* _Exercise goal_
Retype the whole listing below, character for character.

___ Data section

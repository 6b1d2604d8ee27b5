// Copyright 2020 Yevhenii Reizner
//
// Use of this source code is governed by a BSD-style license that can be
// found in the LICENSE file.

/*!
Highp stage tables for x86 extensions.

Lane intrinsics are picked at compile time, so a plain build only uses the
baseline. Here each stage is wrapped into a `#[target_feature]` function,
which lets the inlined lane code use the wider encodings.

The tables must only be used on a CPU where the features were detected.
See `Isa::is_available`.
*/

use super::*;

use crate::pipeline::{
    ByteTablesCtx, ColorLutCtx, GatherCtx, MemoryCtx, SamplerCtx, TransferFunction,
};

macro_rules! ctx_type {
    (Memory) => { &MemoryCtx<'_> };
    (Gather) => { &GatherCtx<'_> };
    (Sampler) => { &SamplerCtx<'_> };
    (UniformColor) => { &UniformColorCtx };
    (Value) => { f32 };
    (Tile) => { &TileCtx };
    (Decal) => { &DecalCtx };
    (Matrix) => { &[f32] };
    (Gradient) => { &GradientCtx };
    (TwoStopGradient) => { &EvenlySpaced2StopGradientCtx };
    (TwoPointConical) => { &TwoPointConicalCtx };
    (TransferFunction) => { &TransferFunction };
    (Table) => { &[f32] };
    (ByteTables) => { &ByteTablesCtx };
    (ColorLut) => { &ColorLutCtx<'_> };
}

macro_rules! shim {
    ($feature:literal, None, $($f:ident)::+) => {{
        #[target_feature(enable = $feature)]
        unsafe fn imp<F: F32Lanes>(p: &mut Pipeline<F>) {
            $($f)::+::<F>(p)
        }

        fn call<F: F32Lanes>(p: &mut Pipeline<F>) {
            // SAFETY: the table is selected only when the features were detected.
            unsafe { imp::<F>(p) }
        }

        StageFn::None(call::<F>)
    }};
    ($feature:literal, $kind:ident, $($f:ident)::+) => {{
        #[target_feature(enable = $feature)]
        unsafe fn imp<F: F32Lanes>(p: &mut Pipeline<F>, ctx: ctx_type!($kind)) {
            $($f)::+::<F>(p, ctx)
        }

        fn call<F: F32Lanes>(p: &mut Pipeline<F>, ctx: ctx_type!($kind)) {
            // SAFETY: the table is selected only when the features were detected.
            unsafe { imp::<F>(p, ctx) }
        }

        StageFn::$kind(call::<F>)
    }};
}

macro_rules! sse41 {
    ($($t:tt)*) => { shim!("sse4.1", $($t)*) };
}

macro_rules! avx {
    ($($t:tt)*) => { shim!("avx", $($t)*) };
}

macro_rules! hsw {
    ($($t:tt)*) => { shim!("avx2,fma", $($t)*) };
}

pub(crate) const fn sse41_table<F: F32Lanes>() -> [StageFn<Pipeline<F>>; STAGES_COUNT] {
    let mut table = [StageFn::Unsupported; STAGES_COUNT];
    let mut i = 0;
    while i < STAGES_COUNT {
        table[i] = stage_match!(Stage::ALL[i], sse41);
        i += 1;
    }

    table
}

pub(crate) const fn avx_table<F: F32Lanes>() -> [StageFn<Pipeline<F>>; STAGES_COUNT] {
    let mut table = [StageFn::Unsupported; STAGES_COUNT];
    let mut i = 0;
    while i < STAGES_COUNT {
        table[i] = stage_match!(Stage::ALL[i], avx);
        i += 1;
    }

    table
}

pub(crate) const fn hsw_table<F: F32Lanes>() -> [StageFn<Pipeline<F>>; STAGES_COUNT] {
    let mut table = [StageFn::Unsupported; STAGES_COUNT];
    let mut i = 0;
    while i < STAGES_COUNT {
        table[i] = stage_match!(Stage::ALL[i], hsw);
        i += 1;
    }

    table
}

______

* _Reply_
repository 6b1d2604d8ee27b5
// Copyright 2020 Yevhenii Reizner
//
// Use of this source code is governed by a BSD-style license that can be
// found in the LICENSE file.

/*!
Highp stage tables for x86 extensions.

Lane intrinsics are picked at compile time, so a plain build only uses the
baseline. Here each stage is wrapped into a `#[target_feature]` function,
which lets the inlined lane code use the wider encodings.

The tables must only be used on a CPU where the features were detected.
See `Isa::is_available`.
*/

use super::*;

use crate::pipeline::{
    ByteTablesCtx, ColorLutCtx, GatherCtx, MemoryCtx, SamplerCtx, TransferFunction,
};

macro_rules! ctx_type {
    (Memory) => { &MemoryCtx<'_> };
    (Gather) => { &GatherCtx<'_> };
    (Sampler) => { &SamplerCtx<'_> };
    (UniformColor) => { &UniformColorCtx };
    (Value) => { f32 };
    (Tile) => { &TileCtx };
    (Decal) => { &DecalCtx };
    (Matrix) => { &[f32] };
    (Gradient) => { &GradientCtx };
    (TwoStopGradient) => { &EvenlySpaced2StopGradientCtx };
    (TwoPointConical) => { &TwoPointConicalCtx };
    (TransferFunction) => { &TransferFunction };
    (Table) => { &[f32] };
    (ByteTables) => { &ByteTablesCtx };
    (ColorLut) => { &ColorLutCtx<'_> };
}

macro_rules! shim {
    ($feature:literal, None, $($f:ident)::+) => {{
        #[target_feature(enable = $feature)]
        unsafe fn imp<F: F32Lanes>(p: &mut Pipeline<F>) {
            $($f)::+::<F>(p)
        }

        fn call<F: F32Lanes>(p: &mut Pipeline<F>) {
            // SAFETY: the table is selected only when the features were detected.
            unsafe { imp::<F>(p) }
        }

        StageFn::None(call::<F>)
    }};
    ($feature:literal, $kind:ident, $($f:ident)::+) => {{
        #[target_feature(enable = $feature)]
        unsafe fn imp<F: F32Lanes>(p: &mut Pipeline<F>, ctx: ctx_type!($kind)) {
            $($f)::+::<F>(p, ctx)
        }

        fn call<F: F32Lanes>(p: &mut Pipeline<F>, ctx: ctx_type!($kind)) {
            // SAFETY: the table is selected only when the features were detected.
            unsafe { imp::<F>(p, ctx) }
        }

        StageFn::$kind(call::<F>)
    }};
}

macro_rules! sse41 {
    ($($t:tt)*) => { shim!("sse4.1", $($t)*) };
}

macro_rules! avx {
    ($($t:tt)*) => { shim!("avx", $($t)*) };
}

macro_rules! hsw {
    ($($t:tt)*) => { shim!("avx2,fma", $($t)*) };
}

pub(crate) const fn sse41_table<F: F32Lanes>() -> [StageFn<Pipeline<F>>; STAGES_COUNT] {
    let mut table = [StageFn::Unsupported; STAGES_COUNT];
    let mut i = 0;
    while i < STAGES_COUNT {
        table[i] = stage_match!(Stage::ALL[i], sse41);
        i += 1;
    }

    table
}

pub(crate) const fn avx_table<F: F32Lanes>() -> [StageFn<Pipeline<F>>; STAGES_COUNT] {
    let mut table = [StageFn::Unsupported; STAGES_COUNT];
    let mut i = 0;
    while i < STAGES_COUNT {
        table[i] = stage_match!(Stage::ALL[i], avx);
        i += 1;
    }

    table
}

pub(crate) const fn hsw_table<F: F32Lanes>() -> [StageFn<Pipeline<F>>; STAGES_COUNT] {
    let mut table = [StageFn::Unsupported; STAGES_COUNT];
    let mut i = 0;
    while i < STAGES_COUNT {
        table[i] = stage_match!(Stage::ALL[i], hsw);
        i += 1;
    }

    table
}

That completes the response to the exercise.